It’s not racism or bigotry but common sense to pay special attention to certain travelers. Have you stood in an airport security line waiting for screening and wondered how effective the procedures were? After a recent overseas trip to Israel and several domestic flights, my wife and I do more than wonder: We worry.
The Department of Homeland Security and its component – the Transportation Security Administration – have strengthened security at airports since Sept. 11. But America still needs major changes in philosophy, screening and onboard security before our airports and planes are as safe as Israeli ones.
The Israelis became the first victims of Middle Eastern aviation terrorism when an El Al flight from Rome was hijacked in 1968. Strong security measures have prevented a single El Al plane from being seized since, and no commercial airliner leaving Israeli airports has ever been taken over.
How does Israel do it? The first answer lies in philosophy. Israeli procedures concentrate more on identifying people who are threats than things that are threats. That makes them more proactive than US protocols, which remain largely reactive.
Israeli security staff appear better trained and more alert than American staff. They earn better salaries and have higher educational levels. We noticed that whereas TSA personnel often chat with one another at checkpoints, Israeli personnel focus consistently on evaluating the passengers.
When we passed through security at La Guardia Airport in New York, TSA staff were so engrossed in their own conversation that no one watched the X-ray monitor for onboard luggage. The line ground to a brief halt until an agent noticed and resumed scrutiny of the screen.

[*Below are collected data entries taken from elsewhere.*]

//! Runs a single ingestion and prints the run report as JSON.

use std::path::PathBuf;

use anyhow::{anyhow, Context};
use clap::Parser;
use matchday_ingest::config::ingest::TRIGGER_CEILING_SECS;
use matchday_ingest::config::IngestConfig;
use matchday_ingest::ingest::pipeline::{ConfigPipeline, PipelineBuilder};

#[derive(Parser, Debug)]
#[command(author, version, about)]
struct Cli {
    /// Path to ingest.toml (defaults to $INGEST_CONFIG_PATH, then config/ingest.toml)
    #[arg(short, long)]
    config: Option<PathBuf>,

    /// Override the run budget in seconds
    #[arg(long)]
    budget_secs: Option<u64>,

    /// Pretty-print the report
    #[arg(long)]
    pretty: bool,

    /// Exit non-zero when the run was degraded
    #[arg(long)]
    strict: bool,
}

#[tokio::main]
async fn main() -> anyhow::Result<()> {
    let _ = dotenvy::dotenv();
    matchday_ingest::init_tracing("matchday_ingest=info,ingest=info,warn");
    let cli = Cli::parse();

    let mut cfg = match &cli.config {
        Some(path) => IngestConfig::load_from(path)?,
        None => IngestConfig::load_default()?,
    };
    if let Some(b) = cli.budget_secs {
        if b == 0 || b >= TRIGGER_CEILING_SECS {
            return Err(anyhow!("--budget-secs must be between 1 and {}", TRIGGER_CEILING_SECS - 1));
        }
        cfg.budget_secs = b;
    }
    if cfg.store.url.is_none() {
        tracing::info!("no content store configured; writing to the in-memory store");
    }

    let pipeline = ConfigPipeline::new(cfg)
        .build()
        .context("building ingest pipeline")?;
    let report = pipeline.run().await;

    let out = if cli.pretty {
        serde_json::to_string_pretty(&report)?
    } else {
        serde_json::to_string(&report)?
    };
    println!("{out}");

    if cli.strict && report.is_degraded() {
        return Err(anyhow!(
            "degraded run: {} error(s), timed_out = {}",
            report.total_errors(),
            report.timed_out
        ));
    }
    Ok(())
}
// src/ingest/error.rs
//! Error taxonomy of the ingestion pipeline. None of these cross the
//! orchestrator boundary; they end up as entries in the run report.

use thiserror::Error;

#[derive(Error, Debug, Clone, PartialEq, Eq)]
pub enum ProviderError {
    /// Transport error or timeout that survived every retry.
    #[error("provider unavailable: {0}")]
    Unavailable(String),
    #[error("provider rejected credentials: {0}")]
    Auth(String),
    #[error("provider returned a malformed response: {0}")]
    MalformedResponse(String),
}

impl ProviderError {
    /// Stable short code for report entries and metric labels.
    pub fn code(&self) -> &'static str {
        match self {
            ProviderError::Unavailable(_) => "provider-unavailable",
            ProviderError::Auth(_) => "provider-auth-error",
            ProviderError::MalformedResponse(_) => "provider-malformed-response",
        }
    }

    pub fn detail(&self) -> &str {
        match self {
            ProviderError::Unavailable(d)
            | ProviderError::Auth(d)
            | ProviderError::MalformedResponse(d) => d,
        }
    }

    /// `code: detail`, the form used in run report entries.
    pub fn report_reason(&self) -> String {
        format!("{}: {}", self.code(), self.detail())
    }
}

/// Why the normalizer refused a record.
#[derive(Debug, Clone, Copy, PartialEq, Eq)]
pub enum RejectReason {
    MissingId,
    MissingTitle,
    MissingBody,
    MissingTeam,
    MissingScore,
    InvalidScore,
    MissingPublishedAt,
    InvalidPublishedAt,
    UnknownTeam,
    AmbiguousTeam,
    /// Fixture not played yet; dropped quietly.
    NotFinished,
    /// Article never mentions the tracked team; dropped quietly.
    Irrelevant,
}

impl RejectReason {
    pub fn as_str(&self) -> &'static str {
        match self {
            RejectReason::MissingId => "missing-id",
            RejectReason::MissingTitle => "missing-title",
            RejectReason::MissingBody => "missing-body",
            RejectReason::MissingTeam => "missing-team",
            RejectReason::MissingScore => "missing-score",
            RejectReason::InvalidScore => "invalid-score",
            RejectReason::MissingPublishedAt => "missing-published-at",
            RejectReason::InvalidPublishedAt => "invalid-published-at",
            RejectReason::UnknownTeam => "unknown-team",
            RejectReason::AmbiguousTeam => "ambiguous-team",
            RejectReason::NotFinished => "not-finished",
            RejectReason::Irrelevant => "irrelevant",
        }
    }

    /// Filter reasons are counted, not reported as errors.
    pub fn is_filter(&self) -> bool {
        matches!(self, RejectReason::NotFinished | RejectReason::Irrelevant)
    }
}

impl std::fmt::Display for RejectReason {
    fn fmt(&self, f: &mut std::fmt::Formatter<'_>) -> std::fmt::Result {
        f.write_str(self.as_str())
    }
}

#[derive(Error, Debug, Clone, PartialEq, Eq)]
#[error("record {record_ref} rejected: {reason}")]
pub struct RecordRejected {
    pub record_ref: String,
    pub reason: RejectReason,
}

#[derive(Error, Debug, Clone, PartialEq, Eq)]
pub enum StoreError {
    #[error("store write failed for {key}: {message}")]
    WriteFailed { key: String, message: String },
    #[error("store unavailable: {0}")]
    Unavailable(String),
    #[error("store call timed out after {0} ms")]
    Timeout(u64),
}

impl StoreError {
    pub fn code(&self) -> &'static str {
        match self {
            StoreError::WriteFailed { .. } => "store-write-failed",
            StoreError::Unavailable(_) => "store-unavailable",
            StoreError::Timeout(_) => "store-timeout",
        }
    }
}

/// Why a pipeline could not be assembled for a run.
#[derive(Error, Debug, Clone, PartialEq, Eq)]
pub enum ConfigError {
    #[error("ingest configuration unavailable: {0}")]
    Unavailable(String),
    #[error("missing secret {0}")]
    MissingSecret(&'static str),
    #[error("no enabled providers configured")]
    NoProviders,
}
// src/ingest/types.rs
use async_trait::async_trait;
use chrono::{DateTime, Utc};
use serde::{Deserialize, Serialize};

use crate::ingest::error::ProviderError;

/// Provider-agnostic shell every provider maps its payload into before the
/// normalizer sees it. Values are kept as delivered; validation happens later.
#[derive(Debug, Clone, PartialEq, Eq, Serialize, Deserialize)]
pub struct RawProviderRecord {
    /// Human-readable handle used in run report error entries (e.g. `"#3"`).
    pub record_ref: String,
    pub native_id: Option<String>,
    pub payload: RawPayload,
}

impl RawProviderRecord {
    /// Publication or kick-off time, when present and RFC 3339.
    pub fn timestamp(&self) -> Option<DateTime<Utc>> {
        let raw = match &self.payload {
            RawPayload::Article { published_at, .. } => published_at.as_deref(),
            RawPayload::Result { kickoff_at, .. } => kickoff_at.as_deref(),
        }?;
        DateTime::parse_from_rfc3339(raw.trim())
            .ok()
            .map(|t| t.with_timezone(&Utc))
    }
}

#[derive(Debug, Clone, PartialEq, Eq, Serialize, Deserialize)]
#[serde(tag = "type", rename_all = "snake_case")]
pub enum RawPayload {
    Article {
        title: Option<String>,
        body: Option<String>,
        published_at: Option<String>,
        url: Option<String>,
        image_url: Option<String>,
        image_alt: Option<String>,
        /// Publishing outlet, e.g. "Globo Esporte".
        source_name: Option<String>,
    },
    Result {
        home: RawTeam,
        away: RawTeam,
        home_score: Option<String>,
        away_score: Option<String>,
        /// Provider status mapped to a coarse state; only `Finished` is ingested.
        status: MatchStatus,
        kickoff_at: Option<String>,
        competition: Option<String>,
    },
}

#[derive(Debug, Clone, Default, PartialEq, Eq, Serialize, Deserialize)]
pub struct RawTeam {
    pub id: Option<String>,
    pub name: Option<String>,
    pub logo: Option<String>,
}

#[derive(Debug, Clone, Copy, PartialEq, Eq, Serialize, Deserialize)]
#[serde(rename_all = "snake_case")]
pub enum MatchStatus {
    Scheduled,
    Live,
    Finished,
    Unknown,
}

#[derive(Debug, Clone, Copy, PartialEq, Eq, Hash, Serialize, Deserialize)]
#[serde(rename_all = "snake_case")]
pub enum ContentKind {
    Article,
    MatchResult,
}

impl ContentKind {
    pub fn as_str(&self) -> &'static str {
        match self {
            ContentKind::Article => "article",
            ContentKind::MatchResult => "match_result",
        }
    }
}

#[derive(Debug, Clone, Copy, PartialEq, Eq, Serialize, Deserialize)]
#[serde(rename_all = "snake_case")]
pub enum Outcome {
    Win,
    Draw,
    Loss,
}

#[derive(Debug, Clone, Copy, PartialEq, Eq, Serialize, Deserialize)]
#[serde(rename_all = "snake_case")]
pub enum Venue {
    Home,
    Away,
}

#[derive(Debug, Clone, PartialEq, Eq, Serialize, Deserialize)]
pub struct Media {
    pub url: String,
    pub alt_text: String,
}

#[derive(Debug, Clone, PartialEq, Eq, Serialize, Deserialize)]
pub struct MatchDetails {
    pub opponent: String,
    pub score_for: u32,
    pub score_against: u32,
    pub outcome: Outcome,
    pub venue: Venue,
    pub competition: Option<String>,
}

/// Canonical, persisted content record.
#[derive(Debug, Clone, PartialEq, Eq, Serialize, Deserialize)]
pub struct ContentItem {
    pub natural_key: String,
    pub kind: ContentKind,
    pub title: String,
    pub body: Option<String>,
    pub published_at: DateTime<Utc>,
    pub media: Option<Media>,
    pub source_url: Option<String>,
    #[serde(skip_serializing_if = "Option::is_none", default)]
    pub source_name: Option<String>,
    #[serde(rename = "match", skip_serializing_if = "Option::is_none", default)]
    pub match_details: Option<MatchDetails>,
    pub source_provider: String,
    pub ingested_at: DateTime<Utc>,
    pub content_hash: String,
}

#[async_trait]
pub trait SourceProvider: Send + Sync {
    async fn fetch(&self) -> Result<Vec<RawProviderRecord>, ProviderError>;
    fn name(&self) -> &str;
}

In contrast, multiple layers of El Al security began with several rings of armed personnel and progressed to individual interviews by questioners trained to notice body language as well as verbal answers. Such vigilance detected the threat posed by Anne-Marie Murphy, a 32-year-old Irish woman at Heathrow airport in 1986.
Without her knowledge, her fiancee – a Palestinian terrorist – had hidden in her carry-on bag a bomb designed to explode in flight and kill 375 passengers, including Anne-Marie.
TSA staff would have trouble stopping such a plot not only because of the greater number of passengers that they must cope with, but also because federal rules prohibit profiling, a technique that is widely used abroad.
Yet all 19 terrorists on the Sept. 11 flights were Middle Eastern males in their 20s and 30s. It is not racism or bigotry but common sense to pay special attention to such travelers. As an Israeli acquaintance sardonically said, “We Israelis want to stop terrorists, but you Americans want to be politically correct.”
Harsh words, but they make you think.
They do so particularly because Israeli screening for weapons and dangerous devices succeeds better than our own. The TSA’s figures show that in 2002 American screeners missed 70 percent of knives and 60 percent of false explosives sent through X-ray machines by testers.
Improvement is slow. NBC News reported last year that federal agents smuggled materials needed to make homemade bombs through security checks at 21 airports. Six months ago, the Newark Star-Ledger reported that 20 out of 22 weapons got by screeners at Newark’s Liberty International Airport.
Onboard security provides a third area for improvement. All El Al flights have reinforced steel doors at the cockpit, and those doors remain locked while any passengers are on the plane. In contrast, the doors remain wide open during boarding of most US flights. And all Israeli flights carry more sky marshals than American ones.
Finally, the Israeli procedures make obvious sense to the public and are carried out with more politeness than we routinely experience in American airports. Nor did we hear the shouting there that we routinely do in our own country.
Without improvements, our system will produce more absurdities like the hour-long detention in June of former Secret Service officer Monica Emmerson. She annoyed TSA personnel by spilling water from her toddler’s sippy cup at Reagan International Airport in Washington. TSA insisted that she clean it up as well as go through their procedures all over again and so missed her flight.
It’s hard to see how that made our skies any safer.